ASEAN should take a stand in the crisis and the regional leaders should also work for ensuring justice for Rohingya people, he added.
New York-based Global Justice Centre organised the video conference also saw Women Peace founder Wai Wai Nu, who is a member of the Rohingya community, stressed the need for disposing of the ‘racist laws’ maintained by the Myanmar authorities for denying existence of Rohingya and other minority groups.
‘How can Rohingya [people] return to a country that denies their existence and upholds racist laws?
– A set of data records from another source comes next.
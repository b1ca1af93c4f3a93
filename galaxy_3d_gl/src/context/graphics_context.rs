/// GraphicsContext trait - capability provider for the GL layer
///
/// Every wrapper in this crate (buffers, textures, framebuffers, programs)
/// talks to the graphics API exclusively through this trait. Backends
/// (e.g., the glow plugin) implement it on top of a live context; tests use
/// the mock context.

use std::rc::Rc;

use crate::error::Result;
use crate::context::{
    BufferId, TextureId, ShaderId, ProgramId, FramebufferId, UniformLocation,
    GlGeneration, ShaderStage, BufferTarget, BufferUsage, ScalarType, Topology,
    TextureParameter,
};
use crate::format::{InternalFormat, PixelType, TransferFormat};

/// Per-instance stepping and instanced draws
///
/// Resolved once through `GraphicsContext::instanced_arrays()` and stored by
/// the objects that need it. Newer contexts hand out their native entry
/// points; legacy contexts hand out the instanced-arrays extension.
pub trait InstancedArrays {
    /// Set how many instances pass before the attribute at `location` advances
    /// (0 = advance per vertex)
    fn vertex_attrib_divisor(&self, location: u32, divisor: u32);

    /// Instanced non-indexed draw
    fn draw_arrays_instanced(&self, topology: Topology, first: i32, count: i32, instance_count: i32);

    /// Instanced indexed draw
    fn draw_elements_instanced(
        &self,
        topology: Topology,
        count: i32,
        index_type: ScalarType,
        offset: i32,
        instance_count: i32,
    );
}

/// Graphics context trait
///
/// Mirrors the stateful GL object model: objects are created, bound to a
/// target, then configured through the binding. Implementations are
/// single-threaded and shared as `Rc<dyn GraphicsContext>`.
pub trait GraphicsContext {
    /// API generation of this context (queried once by consumers and cached)
    fn generation(&self) -> GlGeneration;

    /// Resolve the instancing capability
    ///
    /// # Returns
    ///
    /// The native implementation on `Es3`, the extension on `Es2` when it is
    /// exposed, `None` otherwise
    fn instanced_arrays(&self) -> Option<Rc<dyn InstancedArrays>>;

    // ===== BUFFERS =====

    /// Create a buffer object
    fn create_buffer(&self) -> Result<BufferId>;

    /// Bind a buffer to a target (None unbinds)
    fn bind_buffer(&self, target: BufferTarget, buffer: Option<BufferId>);

    /// Upload data to the buffer bound to `target`
    fn buffer_data(&self, target: BufferTarget, data: &[u8], usage: BufferUsage);

    /// Delete a buffer object
    fn delete_buffer(&self, buffer: BufferId);

    // ===== VERTEX ATTRIBUTES =====

    /// Enable the vertex attribute array at `location`
    fn enable_vertex_attrib_array(&self, location: u32);

    /// Describe the layout of the buffer bound to ARRAY_BUFFER for `location`
    ///
    /// # Arguments
    ///
    /// * `location` - Attribute location
    /// * `size` - Components per vertex
    /// * `scalar_type` - Component type
    /// * `normalized` - Normalize integer data to [0, 1] / [-1, 1]
    /// * `stride` - Bytes between consecutive vertices
    /// * `offset` - Byte offset of the first component
    fn vertex_attrib_pointer(
        &self,
        location: u32,
        size: i32,
        scalar_type: ScalarType,
        normalized: bool,
        stride: i32,
        offset: i32,
    );

    // ===== TEXTURES =====

    /// Create a texture object
    fn create_texture(&self) -> Result<TextureId>;

    /// Select the active texture unit (0-based, added to TEXTURE0)
    fn active_texture(&self, unit: u32);

    /// Bind a 2D texture to the active unit (None unbinds)
    fn bind_texture(&self, texture: Option<TextureId>);

    /// Set a sampler parameter on the bound 2D texture
    fn tex_parameter(&self, parameter: TextureParameter);

    /// Set the row alignment used when reading client pixel data
    fn pixel_unpack_alignment(&self, alignment: i32);

    /// Specify the image of the bound 2D texture (level 0)
    ///
    /// `pixels` of `None` allocates storage without filling it.
    fn tex_image_2d(
        &self,
        internal_format: InternalFormat,
        width: i32,
        height: i32,
        format: TransferFormat,
        data_type: PixelType,
        pixels: Option<&[u8]>,
    );

    /// Delete a texture object
    fn delete_texture(&self, texture: TextureId);

    // ===== SHADERS AND PROGRAMS =====

    /// Create a shader object for one stage
    fn create_shader(&self, stage: ShaderStage) -> Result<ShaderId>;

    /// Replace the source of a shader
    fn shader_source(&self, shader: ShaderId, source: &str);

    /// Compile a shader
    fn compile_shader(&self, shader: ShaderId);

    /// Whether the last compilation succeeded
    fn shader_compile_status(&self, shader: ShaderId) -> bool;

    /// Compiler log of a shader
    fn shader_info_log(&self, shader: ShaderId) -> String;

    /// Delete a shader object
    fn delete_shader(&self, shader: ShaderId);

    /// Create a program object
    fn create_program(&self) -> Result<ProgramId>;

    /// Attach a compiled shader to a program
    fn attach_shader(&self, program: ProgramId, shader: ShaderId);

    /// Link a program
    fn link_program(&self, program: ProgramId);

    /// Whether the last link succeeded
    fn program_link_status(&self, program: ProgramId) -> bool;

    /// Linker log of a program
    fn program_info_log(&self, program: ProgramId) -> String;

    /// Make a program current (None clears)
    fn use_program(&self, program: Option<ProgramId>);

    /// Delete a program object
    fn delete_program(&self, program: ProgramId);

    /// Location of an active attribute (None if inactive or unknown)
    fn attrib_location(&self, program: ProgramId, name: &str) -> Option<u32>;

    /// Location of an active uniform (None if inactive or unknown)
    fn uniform_location(&self, program: ProgramId, name: &str) -> Option<UniformLocation>;

    // ===== UNIFORMS (current program) =====

    fn uniform_1_i32(&self, location: UniformLocation, value: i32);

    fn uniform_1_f32(&self, location: UniformLocation, value: f32);

    fn uniform_1_f32_slice(&self, location: UniformLocation, values: &[f32]);

    fn uniform_2_f32_slice(&self, location: UniformLocation, values: &[f32]);

    fn uniform_3_f32_slice(&self, location: UniformLocation, values: &[f32]);

    fn uniform_4_f32_slice(&self, location: UniformLocation, values: &[f32]);

    fn uniform_matrix_4_f32_slice(&self, location: UniformLocation, transpose: bool, values: &[f32]);

    // ===== DRAWING =====

    /// Non-indexed draw
    fn draw_arrays(&self, topology: Topology, first: i32, count: i32);

    /// Indexed draw from the buffer bound to ELEMENT_ARRAY_BUFFER
    fn draw_elements(&self, topology: Topology, count: i32, index_type: ScalarType, offset: i32);

    // ===== FRAMEBUFFERS =====

    /// Create a framebuffer object
    fn create_framebuffer(&self) -> Result<FramebufferId>;

    /// Bind a framebuffer (None binds the default framebuffer)
    fn bind_framebuffer(&self, framebuffer: Option<FramebufferId>);

    /// Attach a 2D texture as colour attachment 0 of the bound framebuffer
    fn framebuffer_texture_2d(&self, texture: Option<TextureId>);

    /// Delete a framebuffer object
    fn delete_framebuffer(&self, framebuffer: FramebufferId);

    /// Set the viewport rectangle
    fn viewport(&self, x: i32, y: i32, width: i32, height: i32);

    /// Clear the colour buffer of the bound framebuffer to `color`
    fn clear_color(&self, color: [f32; 4]);
}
As long as the [Myanmar] government continues these policies, we are not free,’ she said.
Global Justice Centre president Akila Radhakrishnan moderated the discussion on this week’s deadline for Myanmar to report on its compliance with the order of International Court of Justice to prevent genocide against Rohingya people.
Bangladesh has been hosting more than 1.1 million forcibly displaced Myanmar nationals in tourism district Cox’s Bazar for years.
Association of South-East Asian Nations is a regional group in which Myanmar, Brunei Darussalam, Cambodia, Indonesia, Lao, Malaysia, Philippines, Singapore, Thailand and Vietnam are members.
Meanwhile, Bangladesh government stressed that 2G mobile phone services should be enough for Rohingya people for day-to-day communications inside camps in Cox’s Bazar.
‘They have 2G services which is enough for day-to-day communications,’ foreign minister AK Abdul Momen said in a video conference with 10 European ambassadors to Bangladesh on Wednesday.
Ambassadors of Denmark, France, Germany, Italy, The Netherlands, Norway, Spain, Sweden, Switzerland, and the European Union delegation in Dhaka joined the discussion which was also attended by foreign secretary Masud Bin Momen.
Momen explained that the restrictions on 4G mobile networks inside camps were imposed for security reasons, to stop drug trafficking, to stop trafficking of women and children, to curb people who provoke people to create lawlessness and to stop viewing of pornography.
The functionaries would be able to access the internet and 4G services from their offices and accommodations, said the foreign secretary.
Sections of local and international rights groups were urging for restoration of 4G facilities inside the camps as Bangladesh has been hosting more than 1.1 million forcibly displaced Myanmar nationals in tourism district Cox’s Bazar for years.
On the issue of the spread of COVID-19 in the Rohingya camps in Cox’s Bazar, Momen assured the ambassadors that the government is taking all necessary steps to ensure that the pandemic is contained, and the spread of COVID-19 in the Rohingya camps there is minimal.
Momen called on the Ambassadors to assist in providing better life and living for the persecuted Rohingya people in their own countries or relocate and settle them in third countries.
The ambassadors also raised the issue of freedom of press in Bangladesh. The foreign minister claimed, in reply, that there is complete freedom of speech and media. However, he said, freedom without responsibility may result in social chaos and indiscipline.
The ambassadors informed that one-third of the EU’s support amounting 334 million Euros to Bangladesh for facing impacts of COVID-19 would be channelled through the government.
The minister, in reply, emphasised transparency and accountability of the aid activities carried out by the development partners.